Look through the data below for the line with "filename crates/strandd/tests/daemon.rs" and the line with "use strand_config::testing::TestEnvironment;", then output those two and all lines in between, exactly as written.

Records for this task Block Start

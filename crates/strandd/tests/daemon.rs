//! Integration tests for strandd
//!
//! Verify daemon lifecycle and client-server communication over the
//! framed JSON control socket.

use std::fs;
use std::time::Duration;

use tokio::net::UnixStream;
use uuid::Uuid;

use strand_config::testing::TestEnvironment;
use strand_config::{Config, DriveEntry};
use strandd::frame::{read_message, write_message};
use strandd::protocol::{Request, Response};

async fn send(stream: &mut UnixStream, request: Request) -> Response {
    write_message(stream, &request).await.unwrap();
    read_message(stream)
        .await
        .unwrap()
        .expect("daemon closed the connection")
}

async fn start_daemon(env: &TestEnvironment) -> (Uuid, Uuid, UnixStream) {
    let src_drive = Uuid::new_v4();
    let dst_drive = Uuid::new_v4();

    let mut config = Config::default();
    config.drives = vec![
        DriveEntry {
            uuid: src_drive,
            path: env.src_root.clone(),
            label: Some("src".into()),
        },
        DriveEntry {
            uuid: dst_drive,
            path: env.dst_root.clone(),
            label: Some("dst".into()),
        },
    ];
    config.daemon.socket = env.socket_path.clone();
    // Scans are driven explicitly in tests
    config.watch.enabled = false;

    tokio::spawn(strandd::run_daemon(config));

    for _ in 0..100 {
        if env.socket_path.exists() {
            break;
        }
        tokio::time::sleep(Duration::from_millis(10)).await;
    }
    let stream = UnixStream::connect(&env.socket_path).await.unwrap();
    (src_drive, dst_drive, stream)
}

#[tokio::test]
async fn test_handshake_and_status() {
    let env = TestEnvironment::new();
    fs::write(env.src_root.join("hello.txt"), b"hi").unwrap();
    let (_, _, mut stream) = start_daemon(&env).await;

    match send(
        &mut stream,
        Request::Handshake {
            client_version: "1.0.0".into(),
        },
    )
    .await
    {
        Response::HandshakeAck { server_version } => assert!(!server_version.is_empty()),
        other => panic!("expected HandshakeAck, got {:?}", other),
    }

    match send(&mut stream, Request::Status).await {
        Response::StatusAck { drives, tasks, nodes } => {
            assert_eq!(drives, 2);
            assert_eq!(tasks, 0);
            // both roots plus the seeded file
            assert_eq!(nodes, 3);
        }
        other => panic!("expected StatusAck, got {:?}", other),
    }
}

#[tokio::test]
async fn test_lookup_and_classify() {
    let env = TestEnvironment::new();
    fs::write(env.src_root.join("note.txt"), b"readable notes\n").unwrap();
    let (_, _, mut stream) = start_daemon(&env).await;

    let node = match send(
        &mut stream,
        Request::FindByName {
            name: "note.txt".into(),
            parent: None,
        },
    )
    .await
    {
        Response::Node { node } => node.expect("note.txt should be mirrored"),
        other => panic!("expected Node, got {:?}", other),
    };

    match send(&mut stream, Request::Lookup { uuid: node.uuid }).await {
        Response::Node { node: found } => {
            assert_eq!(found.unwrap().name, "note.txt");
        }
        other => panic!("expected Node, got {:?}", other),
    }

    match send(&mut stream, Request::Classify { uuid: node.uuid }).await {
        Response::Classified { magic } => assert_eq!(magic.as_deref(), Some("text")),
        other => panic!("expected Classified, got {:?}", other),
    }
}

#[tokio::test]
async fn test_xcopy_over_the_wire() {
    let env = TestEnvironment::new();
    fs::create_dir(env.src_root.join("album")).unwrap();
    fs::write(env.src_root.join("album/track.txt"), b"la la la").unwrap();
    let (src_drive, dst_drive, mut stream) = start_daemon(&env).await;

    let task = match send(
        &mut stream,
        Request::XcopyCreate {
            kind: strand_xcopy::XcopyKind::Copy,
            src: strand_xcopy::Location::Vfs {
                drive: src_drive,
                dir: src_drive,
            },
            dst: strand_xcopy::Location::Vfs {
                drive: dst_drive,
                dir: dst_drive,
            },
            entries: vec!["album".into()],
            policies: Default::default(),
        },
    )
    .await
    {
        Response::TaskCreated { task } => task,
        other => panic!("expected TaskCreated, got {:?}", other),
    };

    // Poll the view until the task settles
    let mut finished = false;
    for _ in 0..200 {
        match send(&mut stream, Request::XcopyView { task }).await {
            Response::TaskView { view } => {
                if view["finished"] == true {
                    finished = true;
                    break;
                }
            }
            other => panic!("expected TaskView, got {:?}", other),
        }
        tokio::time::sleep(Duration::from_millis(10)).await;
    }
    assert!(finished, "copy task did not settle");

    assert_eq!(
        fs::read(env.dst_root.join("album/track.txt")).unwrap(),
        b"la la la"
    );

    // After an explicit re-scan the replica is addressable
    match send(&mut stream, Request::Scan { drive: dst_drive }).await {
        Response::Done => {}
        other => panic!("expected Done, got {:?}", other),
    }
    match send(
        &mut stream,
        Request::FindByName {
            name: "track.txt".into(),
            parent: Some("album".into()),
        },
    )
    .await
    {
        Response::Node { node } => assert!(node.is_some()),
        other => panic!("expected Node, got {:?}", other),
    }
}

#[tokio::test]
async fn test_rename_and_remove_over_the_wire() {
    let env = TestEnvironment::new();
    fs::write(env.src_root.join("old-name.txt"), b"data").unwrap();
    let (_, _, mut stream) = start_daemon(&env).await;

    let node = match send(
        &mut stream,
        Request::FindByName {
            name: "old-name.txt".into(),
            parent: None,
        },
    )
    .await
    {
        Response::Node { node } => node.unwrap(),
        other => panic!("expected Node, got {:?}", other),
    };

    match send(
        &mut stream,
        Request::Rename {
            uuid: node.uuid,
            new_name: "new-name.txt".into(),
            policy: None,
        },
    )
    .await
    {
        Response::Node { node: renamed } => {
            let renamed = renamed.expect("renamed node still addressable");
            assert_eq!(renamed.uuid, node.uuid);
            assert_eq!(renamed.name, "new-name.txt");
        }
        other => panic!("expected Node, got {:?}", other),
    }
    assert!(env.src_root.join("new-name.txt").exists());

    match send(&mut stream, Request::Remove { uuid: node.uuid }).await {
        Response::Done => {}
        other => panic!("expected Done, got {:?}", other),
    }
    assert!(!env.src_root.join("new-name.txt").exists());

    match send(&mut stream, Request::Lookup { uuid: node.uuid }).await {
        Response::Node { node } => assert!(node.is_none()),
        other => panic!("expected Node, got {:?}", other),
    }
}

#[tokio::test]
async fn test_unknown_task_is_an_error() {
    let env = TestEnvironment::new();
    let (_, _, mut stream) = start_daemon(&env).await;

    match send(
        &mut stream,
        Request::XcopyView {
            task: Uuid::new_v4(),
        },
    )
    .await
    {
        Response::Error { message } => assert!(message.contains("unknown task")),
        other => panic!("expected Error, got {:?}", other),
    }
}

Records for this task Block End
Records for this task Block Start

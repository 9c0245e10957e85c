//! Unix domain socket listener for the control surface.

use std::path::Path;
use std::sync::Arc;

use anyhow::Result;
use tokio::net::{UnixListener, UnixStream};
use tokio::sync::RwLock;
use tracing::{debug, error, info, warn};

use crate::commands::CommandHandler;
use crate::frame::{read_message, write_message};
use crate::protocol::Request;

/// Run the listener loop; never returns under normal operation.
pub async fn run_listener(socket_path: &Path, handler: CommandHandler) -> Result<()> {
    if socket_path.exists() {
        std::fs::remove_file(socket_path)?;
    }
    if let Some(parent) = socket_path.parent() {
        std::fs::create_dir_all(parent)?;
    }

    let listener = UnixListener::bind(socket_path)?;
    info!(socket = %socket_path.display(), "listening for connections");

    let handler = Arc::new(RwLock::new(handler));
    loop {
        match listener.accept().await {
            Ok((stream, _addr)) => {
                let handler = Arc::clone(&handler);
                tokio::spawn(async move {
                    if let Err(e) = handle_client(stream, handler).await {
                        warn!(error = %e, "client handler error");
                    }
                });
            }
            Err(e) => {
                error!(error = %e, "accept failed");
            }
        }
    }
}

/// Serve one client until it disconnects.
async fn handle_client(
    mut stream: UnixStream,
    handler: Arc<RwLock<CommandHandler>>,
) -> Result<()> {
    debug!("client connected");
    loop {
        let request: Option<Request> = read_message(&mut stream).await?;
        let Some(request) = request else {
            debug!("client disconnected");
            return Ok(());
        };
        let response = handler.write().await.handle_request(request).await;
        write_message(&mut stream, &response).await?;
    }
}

Records for this task Block End

Final answer ::
filename crates/strandd/tests/daemon.rs
//! Integration tests for strandd
//!
//! Verify daemon lifecycle and client-server communication over the
//! framed JSON control socket.

use std::fs;
use std::time::Duration;

use tokio::net::UnixStream;
use uuid::Uuid;

use strand_config::testing::TestEnvironment;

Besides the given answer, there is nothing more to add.